EXCERPTED RECORDS:
┄┄┄┄┄┄
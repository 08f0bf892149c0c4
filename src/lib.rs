//! Crate root module declarations for the racing-chess engine.
//!
//! Racing chess drops turn order: every piece may move whenever its own
//! cooldown has run out, and a background clock ticks cooldowns down. This
//! file exposes the board model, the rule engine, the clock, the match state
//! machine, the AI opponent and the text helpers under stable module paths.

pub mod errors;

pub mod game_state {
    pub mod chess_rules;
    pub mod chess_types;
    pub mod match_settings;
    pub mod piece_store;
}

pub mod move_generation {
    pub mod legal_moves_king;
    pub mod legal_moves_pawn;
    pub mod legal_moves_sliders;
    pub mod move_validator;
}

pub mod timing {
    pub mod ticker;
}

pub mod match_control {
    pub mod match_controller;
    pub mod match_session;
}

pub mod engines {
    pub mod evaluator;
    pub mod move_scoring;
}

pub mod utils {
    pub mod algebraic;
    pub mod layout_generator;
    pub mod layout_parser;
    pub mod render_board;
}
┄┄┄┄┄┄
Only the lines from the one containing "filename src/lib.rs" through the end of the material should be copied, exactly as they stand; please keep both ends.

SOLUTION TO THE EXERCISE:
filename src/lib.rs
//! Crate root module declarations for the racing-chess engine.
//!
//! Racing chess drops turn order: every piece may move whenever its own
//! cooldown has run out, and a background clock ticks cooldowns down. This
//! file exposes the board model, the rule engine, the clock, the match state
//! machine, the AI opponent and the text helpers under stable module paths.

pub mod errors;

pub mod game_state {
    pub mod chess_rules;
    pub mod chess_types;
    pub mod match_settings;
    pub mod piece_store;
}

pub mod move_generation {
    pub mod legal_moves_king;
    pub mod legal_moves_pawn;
    pub mod legal_moves_sliders;
    pub mod move_validator;
}

pub mod timing {
    pub mod ticker;
}

pub mod match_control {
    pub mod match_controller;
    pub mod match_session;
}

pub mod engines {
    pub mod evaluator;
    pub mod move_scoring;
}

pub mod utils {
    pub mod algebraic;
    pub mod layout_generator;
    pub mod layout_parser;
    pub mod render_board;
}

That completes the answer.